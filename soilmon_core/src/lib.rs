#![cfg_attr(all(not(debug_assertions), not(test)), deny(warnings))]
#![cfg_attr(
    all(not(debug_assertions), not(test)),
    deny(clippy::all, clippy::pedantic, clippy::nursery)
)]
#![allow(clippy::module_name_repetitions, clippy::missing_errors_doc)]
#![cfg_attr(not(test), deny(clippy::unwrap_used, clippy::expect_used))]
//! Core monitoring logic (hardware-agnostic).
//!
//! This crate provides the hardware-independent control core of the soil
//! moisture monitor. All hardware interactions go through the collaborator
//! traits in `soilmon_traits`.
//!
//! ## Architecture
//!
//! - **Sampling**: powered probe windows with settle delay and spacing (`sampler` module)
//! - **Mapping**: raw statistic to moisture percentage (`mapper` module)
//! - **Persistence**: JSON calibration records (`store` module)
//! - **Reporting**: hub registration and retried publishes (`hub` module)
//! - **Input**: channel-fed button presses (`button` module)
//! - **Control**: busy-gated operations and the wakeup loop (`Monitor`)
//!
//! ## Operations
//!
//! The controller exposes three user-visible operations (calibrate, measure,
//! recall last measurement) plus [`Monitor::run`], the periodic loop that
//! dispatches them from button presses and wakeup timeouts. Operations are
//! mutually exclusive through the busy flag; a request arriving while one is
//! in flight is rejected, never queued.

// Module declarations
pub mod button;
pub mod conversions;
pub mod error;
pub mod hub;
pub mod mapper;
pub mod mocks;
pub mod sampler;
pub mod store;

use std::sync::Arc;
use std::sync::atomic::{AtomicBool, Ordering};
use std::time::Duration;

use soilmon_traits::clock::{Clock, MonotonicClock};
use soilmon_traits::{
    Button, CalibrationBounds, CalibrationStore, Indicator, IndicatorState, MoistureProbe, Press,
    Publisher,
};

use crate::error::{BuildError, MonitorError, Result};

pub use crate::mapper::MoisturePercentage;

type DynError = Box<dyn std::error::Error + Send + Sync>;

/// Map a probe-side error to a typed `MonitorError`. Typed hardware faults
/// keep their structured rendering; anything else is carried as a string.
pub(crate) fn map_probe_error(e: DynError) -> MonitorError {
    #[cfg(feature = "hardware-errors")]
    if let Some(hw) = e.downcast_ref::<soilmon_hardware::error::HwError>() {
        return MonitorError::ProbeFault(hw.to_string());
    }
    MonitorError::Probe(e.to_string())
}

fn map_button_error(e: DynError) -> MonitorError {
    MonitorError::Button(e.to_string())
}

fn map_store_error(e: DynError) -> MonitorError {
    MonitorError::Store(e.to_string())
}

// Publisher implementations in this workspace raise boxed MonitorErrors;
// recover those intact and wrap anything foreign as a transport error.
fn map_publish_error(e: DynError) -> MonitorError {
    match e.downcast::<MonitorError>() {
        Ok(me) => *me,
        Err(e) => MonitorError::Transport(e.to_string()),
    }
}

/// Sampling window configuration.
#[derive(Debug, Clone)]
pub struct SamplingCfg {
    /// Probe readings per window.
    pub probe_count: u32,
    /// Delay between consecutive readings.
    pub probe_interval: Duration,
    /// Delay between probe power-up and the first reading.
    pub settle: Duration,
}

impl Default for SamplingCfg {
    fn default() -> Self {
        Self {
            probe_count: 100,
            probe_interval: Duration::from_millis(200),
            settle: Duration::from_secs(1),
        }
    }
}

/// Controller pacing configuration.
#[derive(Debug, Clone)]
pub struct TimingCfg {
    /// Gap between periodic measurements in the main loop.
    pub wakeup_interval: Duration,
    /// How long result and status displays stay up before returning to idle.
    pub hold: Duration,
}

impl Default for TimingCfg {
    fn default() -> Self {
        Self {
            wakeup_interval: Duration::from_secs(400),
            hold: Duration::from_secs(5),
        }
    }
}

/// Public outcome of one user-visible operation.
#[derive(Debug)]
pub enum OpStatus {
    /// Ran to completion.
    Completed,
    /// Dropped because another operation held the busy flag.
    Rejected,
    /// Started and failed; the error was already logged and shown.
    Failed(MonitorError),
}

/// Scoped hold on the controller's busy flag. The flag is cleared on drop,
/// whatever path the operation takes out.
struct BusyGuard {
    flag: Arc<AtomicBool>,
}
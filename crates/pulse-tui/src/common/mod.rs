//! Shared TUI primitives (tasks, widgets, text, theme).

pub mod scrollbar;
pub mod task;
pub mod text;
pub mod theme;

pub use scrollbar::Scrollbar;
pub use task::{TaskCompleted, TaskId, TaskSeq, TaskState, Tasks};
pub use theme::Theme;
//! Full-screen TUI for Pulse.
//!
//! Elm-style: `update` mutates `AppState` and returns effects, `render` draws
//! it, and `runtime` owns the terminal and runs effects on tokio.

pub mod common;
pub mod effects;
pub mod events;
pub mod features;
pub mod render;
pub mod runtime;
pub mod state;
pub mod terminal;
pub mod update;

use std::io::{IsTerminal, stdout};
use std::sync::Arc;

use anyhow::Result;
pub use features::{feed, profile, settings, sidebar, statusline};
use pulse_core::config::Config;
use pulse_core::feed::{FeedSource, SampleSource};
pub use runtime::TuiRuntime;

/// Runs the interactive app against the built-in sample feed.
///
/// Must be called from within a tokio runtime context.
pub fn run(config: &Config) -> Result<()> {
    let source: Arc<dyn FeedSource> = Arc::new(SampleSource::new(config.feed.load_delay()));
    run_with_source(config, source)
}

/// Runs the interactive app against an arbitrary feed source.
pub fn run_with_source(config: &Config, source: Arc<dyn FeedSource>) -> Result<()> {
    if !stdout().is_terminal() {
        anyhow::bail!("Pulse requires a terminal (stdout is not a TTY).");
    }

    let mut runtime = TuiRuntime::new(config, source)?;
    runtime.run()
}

============

**Exercise directions:** Every record must be returned exactly.

**Response to this task:**
filename soilmon_core/src/lib.rs
#![cfg_attr(all(not(debug_assertions), not(test)), deny(warnings))]
#![cfg_attr(
    all(not(debug_assertions), not(test)),
    deny(clippy::all, clippy::pedantic, clippy::nursery)
)]
#![allow(clippy::module_name_repetitions, clippy::missing_errors_doc)]
#![cfg_attr(not(test), deny(clippy::unwrap_used, clippy::expect_used))]
//! Core monitoring logic (hardware-agnostic).
//!
//! This crate provides the hardware-independent control core of the soil
//! moisture monitor. All hardware interactions go through the collaborator
//! traits in `soilmon_traits`.
//!
//! ## Architecture
//!
//! - **Sampling**: powered probe windows with settle delay and spacing (`sampler` module)
//! - **Mapping**: raw statistic to moisture percentage (`mapper` module)
//! - **Persistence**: JSON calibration records (`store` module)
//! - **Reporting**: hub registration and retried publishes (`hub` module)
//! - **Input**: channel-fed button presses (`button` module)
//! - **Control**: busy-gated operations and the wakeup loop (`Monitor`)
//!
//! ## Operations
//!
//! The controller exposes three user-visible operations (calibrate, measure,
//! recall last measurement) plus [`Monitor::run`], the periodic loop that
//! dispatches them from button presses and wakeup timeouts. Operations are
//! mutually exclusive through the busy flag; a request arriving while one is
//! in flight is rejected, never queued.

// Module declarations
pub mod button;
pub mod conversions;
pub mod error;
pub mod hub;
pub mod mapper;
pub mod mocks;
pub mod sampler;
pub mod store;

use std::sync::Arc;
use std::sync::atomic::{AtomicBool, Ordering};
use std::time::Duration;

use soilmon_traits::clock::{Clock, MonotonicClock};
use soilmon_traits::{
    Button, CalibrationBounds, CalibrationStore, Indicator, IndicatorState, MoistureProbe, Press,
    Publisher,
};

use crate::error::{BuildError, MonitorError, Result};

pub use crate::mapper::MoisturePercentage;

type DynError = Box<dyn std::error::Error + Send + Sync>;

/// Map a probe-side error to a typed `MonitorError`. Typed hardware faults
/// keep their structured rendering; anything else is carried as a string.
pub(crate) fn map_probe_error(e: DynError) -> MonitorError {
    #[cfg(feature = "hardware-errors")]
    if let Some(hw) = e.downcast_ref::<soilmon_hardware::error::HwError>() {
        return MonitorError::ProbeFault(hw.to_string());
    }
    MonitorError::Probe(e.to_string())
}

fn map_button_error(e: DynError) -> MonitorError {
    MonitorError::Button(e.to_string())
}

fn map_store_error(e: DynError) -> MonitorError {
    MonitorError::Store(e.to_string())
}

// Publisher implementations in this workspace raise boxed MonitorErrors;
// recover those intact and wrap anything foreign as a transport error.
fn map_publish_error(e: DynError) -> MonitorError {
    match e.downcast::<MonitorError>() {
        Ok(me) => *me,
        Err(e) => MonitorError::Transport(e.to_string()),
    }
}

/// Sampling window configuration.
#[derive(Debug, Clone)]
pub struct SamplingCfg {
    /// Probe readings per window.
    pub probe_count: u32,
    /// Delay between consecutive readings.
    pub probe_interval: Duration,
    /// Delay between probe power-up and the first reading.
    pub settle: Duration,
}

impl Default for SamplingCfg {
    fn default() -> Self {
        Self {
            probe_count: 100,
            probe_interval: Duration::from_millis(200),
            settle: Duration::from_secs(1),
        }
    }
}

/// Controller pacing configuration.
#[derive(Debug, Clone)]
pub struct TimingCfg {
    /// Gap between periodic measurements in the main loop.
    pub wakeup_interval: Duration,
    /// How long result and status displays stay up before returning to idle.
    pub hold: Duration,
}

impl Default for TimingCfg {
    fn default() -> Self {
        Self {
            wakeup_interval: Duration::from_secs(400),
            hold: Duration::from_secs(5),
        }
    }
}

/// Public outcome of one user-visible operation.
#[derive(Debug)]
pub enum OpStatus {
    /// Ran to completion.
    Completed,
    /// Dropped because another operation held the busy flag.
    Rejected,
    /// Started and failed; the error was already logged and shown.
    Failed(MonitorError),
}

/// Scoped hold on the controller's busy flag. The flag is cleared on drop,
/// whatever path the operation takes out.
struct BusyGuard {
    flag: Arc<AtomicBool>,
}
filename crates/pulse-tui/src/common/mod.rs
//! Shared TUI primitives (tasks, widgets, text, theme).

pub mod scrollbar;
pub mod task;
pub mod text;
pub mod theme;

pub use scrollbar::Scrollbar;
pub use task::{TaskCompleted, TaskId, TaskSeq, TaskState, Tasks};
pub use theme::Theme;
//! Full-screen TUI for Pulse.
//!
//! Elm-style: `update` mutates `AppState` and returns effects, `render` draws
//! it, and `runtime` owns the terminal and runs effects on tokio.

pub mod common;
pub mod effects;
pub mod events;
pub mod features;
pub mod render;
pub mod runtime;
pub mod state;
pub mod terminal;
pub mod update;

use std::io::{IsTerminal, stdout};
use std::sync::Arc;

use anyhow::Result;
pub use features::{feed, profile, settings, sidebar, statusline};
use pulse_core::config::Config;
use pulse_core::feed::{FeedSource, SampleSource};
pub use runtime::TuiRuntime;

/// Runs the interactive app against the built-in sample feed.
///
/// Must be called from within a tokio runtime context.
pub fn run(config: &Config) -> Result<()> {
    let source: Arc<dyn FeedSource> = Arc::new(SampleSource::new(config.feed.load_delay()));
    run_with_source(config, source)
}

/// Runs the interactive app against an arbitrary feed source.
pub fn run_with_source(config: &Config, source: Arc<dyn FeedSource>) -> Result<()> {
    if !stdout().is_terminal() {
        anyhow::bail!("Pulse requires a terminal (stdout is not a TTY).");
    }

    let mut runtime = TuiRuntime::new(config, source)?;
    runtime.run()
}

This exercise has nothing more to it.